SHANGHAI, November 27 – Construction is set to begin on Saturday on a 632-metre Chinese scroll-shaped glass tower that will be the country\’s tallest, in what officials are calling a symbol of hope in a time of financial crisis.
The 14.8-billion-yuan ($2.2-billion) \’Shanghai Tower\’ is expected to be completed by 2014 in the city\’s Pudong district, Gu Jianping, president of the Shanghai Tower Construction and Development Company told a news conference.
"At a time of financial crisis, this kind of mega-project will have a much bigger positive impact on society than any regular-size infrastructure project," Gu said.
"It will help boost people\’s confidence which has been battered by the recent financial turmoil."
Planning for the project began 15 years ago and the tower is going ahead as scheduled despite the current economic climate, he told reporters.
The tower, which has an innovative double-layer \’glass skin\’ that creates a 128-storey atrium between the glass enclosed offices and the tower\’s outer surface, is being built by a consortium of three state companies, officials said.
The partners are the Shanghai-listed Lujiazui Finance and Trade Zone Development Co Ltd, Shanghai Chengtou Corp, a city government-backed conglomerate, and the Shanghai Construction Group, one of China\’s largest construction contractors.

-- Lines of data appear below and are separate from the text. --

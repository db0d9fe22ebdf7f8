use clap::{Parser, Subcommand};
use std::path::{Path, PathBuf};
use std::process::ExitCode;
use std::sync::Arc;
use tokio::io::{AsyncBufReadExt, BufReader};
use tokio::sync::mpsc;
use tokio_util::sync::CancellationToken;

use matchup_helper_lib::config::{env_lookup, resolve_data_dir, AppConfig};
use matchup_helper_lib::display::{ConsoleView, MatchupCard, MatchupView, PortraitCache};
use matchup_helper_lib::error::AppError;
use matchup_helper_lib::lcu::LcuClient;
use matchup_helper_lib::logging::{export_logs, init_logging, LiveLog};
use matchup_helper_lib::sections;
use matchup_helper_lib::sheets::{
    Columns, CredentialStore, FileCredentialStore, GoogleSheetsClient, MatchupRepository,
    RetryPolicy, StaticCredentialStore,
};
use matchup_helper_lib::types::RenderableMatchup;
use matchup_helper_lib::watcher::{missing_matchup_message, ClientPoller, PollerCommand};

const CREDENTIALS_HINT: &str =
    "Set api_key in config.json or SHEETS_API_KEY, or provide a token file (--token for a one-off).";

#[derive(Parser)]
#[command(version, about = "Champion matchup notes during League of Legends champion select")]
struct Cli {
    /// Application data directory (config/, logs/, portraits/)
    #[arg(long, env = "MATCHUP_HELPER_HOME")]
    data_dir: Option<PathBuf>,

    #[arg(long)]
    sheet_id: Option<String>,

    #[arg(long)]
    api_key: Option<String>,

    /// Bearer token to use instead of the token file
    #[arg(long)]
    token: Option<String>,

    #[arg(long)]
    league_path: Option<PathBuf>,

    #[command(subcommand)]
    command: Option<Commands>,
}

#[derive(Subcommand)]
enum Commands {
    /// Follow the League client and show matchups during champ select (default)
    Watch,
    /// Print every champion in the sheet
    List,
    /// Print the matchup card for one champion
    Show { champion: String },
    /// Split a text file into gameplay sections
    Parse { file: PathBuf },
}

impl Cli {
    fn apply_overrides(&self, config: &mut AppConfig) {
        if let Some(id) = &self.sheet_id {
            config.sheet_id = id.clone();
        }
        if let Some(key) = &self.api_key {
            config.api_key = Some(key.clone());
        }
        if let Some(path) = &self.league_path {
            config.league_path = Some(path.clone());
        }
    }
}

#[tokio::main]
async fn main() -> ExitCode {
    let cli = Cli::parse();
    match run(cli).await {
        Ok(()) => ExitCode::SUCCESS,
        Err(e) => {
            eprintln!("Error: {}", e);
            ExitCode::FAILURE
        }
    }
}

async fn run(cli: Cli) -> Result<(), AppError> {
    if let Some(Commands::Parse { file }) = &cli.command {
        return parse_file(file);
    }

    let data_dir = cli
        .data_dir
        .clone()
        .unwrap_or_else(|| resolve_data_dir(env_lookup));
    let live_log = init_logging(&data_dir)?;
    let config_dir = data_dir.join("config");

    let mut config = AppConfig::load_from(&config_dir)?;
    config.apply_env(env_lookup);
    cli.apply_overrides(&mut config);
    let config = Arc::new(config);
    tracing::info!("Data directory: {}", data_dir.display());

    let repository = Arc::new(build_repository(&config, &config_dir, cli.token.clone())?);

    match cli.command {
        Some(Commands::List) => {
            let names = repository.get_all_champion_names().await;
            report_configuration_error(&repository);
            for name in names {
                println!("{}", name);
            }
            Ok(())
        }
        Some(Commands::Show { champion }) => {
            if let Err(e) = repository.try_refresh().await {
                if e.is_configuration() {
                    eprintln!("Google Sheets configuration error: {}", e);
                    eprintln!("{}", CREDENTIALS_HINT);
                } else {
                    eprintln!("Failed to load the matchup sheet: {}", e);
                }
            }
            let item = match repository.get_matchup(&champion) {
                Some(matchup) => RenderableMatchup::Structured(matchup),
                None => RenderableMatchup::message(champion.trim(), missing_matchup_message(champion.trim())),
            };
            print!(
                "{}",
                MatchupCard::from_renderable(&item, &config.ddragon_version).render_text()
            );
            Ok(())
        }
        Some(Commands::Parse { .. }) => Ok(()),
        Some(Commands::Watch) | None => watch(config, repository, live_log, &data_dir).await,
    }
}

fn build_repository(
    config: &AppConfig,
    config_dir: &Path,
    token: Option<String>,
) -> Result<MatchupRepository, AppError> {
    let credentials: Arc<dyn CredentialStore> = match token {
        Some(token) => Arc::new(StaticCredentialStore(Some(token))),
        None => Arc::new(FileCredentialStore::new(config.token_path(config_dir))),
    };
    let policy = RetryPolicy {
        max_retries: config.max_retries,
        min_request_interval: config.min_request_interval(),
        ..RetryPolicy::default()
    };
    let client = GoogleSheetsClient::new(
        config.sheet_id.clone(),
        config.sheet_range.clone(),
        config.api_key.clone(),
        credentials,
        policy,
    )?;
    let columns = Columns {
        runes: config.runes_column,
        summoner_spell: config.summoner_spell_column,
        ..Columns::default()
    };
    Ok(MatchupRepository::new(Arc::new(client), columns))
}

fn report_configuration_error(repository: &MatchupRepository) {
    if let Some(err) = repository.take_configuration_error() {
        eprintln!("Google Sheets configuration error: {}", err);
        eprintln!("{}", CREDENTIALS_HINT);
    }
}

fn parse_file(file: &Path) -> Result<(), AppError> {
    let text = std::fs::read_to_string(file)?;
    let parsed = sections::parse(&text);
    for (heading, body) in [
        ("Early Game", &parsed.early_game),
        ("How to Trade", &parsed.how_to_trade),
        ("What to Watch Out For", &parsed.what_to_watch_out_for),
        ("Tips", &parsed.tips),
    ] {
        println!("## {}\n{}\n", heading, body);
    }
    Ok(())
}

async fn watch(
    config: Arc<AppConfig>,
    repository: Arc<MatchupRepository>,
    live_log: LiveLog,
    data_dir: &Path,
) -> Result<(), AppError> {
    let oracle = Arc::new(LcuClient::new(config.league_path.clone())?);

    let mut view = ConsoleView::new(config.ddragon_version.clone());
    if config.download_portraits {
        match PortraitCache::new(data_dir.join("portraits")) {
            Ok(cache) => view = view.with_portraits(Arc::new(cache)),
            Err(e) => tracing::warn!("[Portraits] Disabled: {}", e),
        }
    }
    let view_handle = view.handle();
    let view: Arc<dyn MatchupView> = Arc::new(view);

    let (tx, rx) = mpsc::channel(16);
    let cancel = CancellationToken::new();
    let poller = ClientPoller::new(oracle, repository, view.clone(), config);
    let task = poller.spawn(rx, cancel.clone());

    println!("Commands: <champion> to inspect, auto, refresh, logs, quit");
    let mut lines = BufReader::new(tokio::io::stdin()).lines();
    loop {
        let line = tokio::select! {
            _ = tokio::signal::ctrl_c() => break,
            line = lines.next_line() => line?,
        };
        let Some(line) = line else { break };
        let input = line.trim();
        let command = match input.to_lowercase().as_str() {
            "" => continue,
            "quit" | "exit" => break,
            "auto" => PollerCommand::Resume,
            "refresh" => PollerCommand::Refresh,
            "logs" => {
                match export_logs(&live_log, &data_dir.join("logs").join("exports")) {
                    Ok(path) => println!("Logs saved to {} and copied to clipboard", path.display()),
                    Err(e) => eprintln!("Failed to export logs: {}", e),
                }
                continue;
            }
            _ => PollerCommand::Inspect(input.to_string()),
        };
        if tx.send(command).await.is_err() {
            break;
        }
    }

    let _ = tx.send(PollerCommand::Shutdown).await;
    cancel.cancel();
    view_handle.close();
    if let Err(e) = task.await {
        tracing::error!("[LCU Watcher] Poller task failed: {}", e);
    }
    Ok(())
}
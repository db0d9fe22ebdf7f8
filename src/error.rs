use std::io;
use thiserror::Error;

// Error taxonomy for the spreadsheet backend, the game client and configuration

#[derive(Debug, Error)]
pub enum SheetsError {
    /// No token and no API key. Surfaced once to the user, never retried.
    #[error("Missing credentials: {0}")]
    MissingCredentials(String),
    #[error("Rate limited by Google Sheets after {attempts} attempts")]
    RateLimited { attempts: u32 },
    #[error("HTTP error talking to Google Sheets: {0}")]
    Http(#[from] reqwest::Error),
    #[error("Google Sheets returned {status}: {body}")]
    Status { status: u16, body: String },
    #[error("Failed to decode sheet response: {0}")]
    Decode(String),
    #[error("Invalid spreadsheet location: {0}")]
    InvalidUrl(String),
}

impl SheetsError {
    /// Configuration-class failures interrupt the user-visible flow; everything
    /// else is retried on the next refresh.
    pub fn is_configuration(&self) -> bool {
        matches!(self, Self::MissingCredentials(_) | Self::InvalidUrl(_))
    }
}

#[derive(Debug, Clone, Error, PartialEq, Eq)]
pub enum OracleError {
    #[error("League client is not running: {0}")]
    ClientNotRunning(String),
    #[error("LCU request failed: {0}")]
    Request(String),
    #[error("Failed to decode LCU response: {0}")]
    Decode(String),
}

impl OracleError {
    pub fn is_not_running(&self) -> bool {
        matches!(self, Self::ClientNotRunning(_))
    }
}

#[derive(Debug, Error)]
pub enum PortraitError {
    #[error("Portrait download failed: {0}")]
    Http(#[from] reqwest::Error),
    #[error("Portrait download returned status {0}")]
    Status(u16),
    #[error("IO Error: {0}")]
    Io(#[from] io::Error),
}

#[derive(Debug, Error)]
pub enum ConfigError {
    #[error("IO Error: {0}")]
    Io(#[from] io::Error),
    #[error("Failed to parse config.json: {0}")]
    Parse(#[from] serde_json::Error),
}

#[derive(Debug, Error)]
pub enum AppError {
    #[error(transparent)]
    Config(#[from] ConfigError),
    #[error(transparent)]
    Sheets(#[from] SheetsError),
    #[error(transparent)]
    Oracle(#[from] OracleError),
    #[error("IO Error: {0}")]
    Io(#[from] io::Error),
    #[error("Logging error: {0}")]
    Logging(String),
}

Gu said they were confident about financing with 5.4 billion yuan in registered capital and strong government backing, but he declined to give further details.
He said the project would leave Shanghai well-positioned for the global economy\’s recovery and starting construction now presented opportunities because raw material and energy costs had fallen sharply.
The tower is being built next to China\’s current tallest building, the 492-metre (1,614-foot) bottle opener-shaped Shanghai World Financial Centre, which opened in September and is owned by Japanese developer Minoru Mori.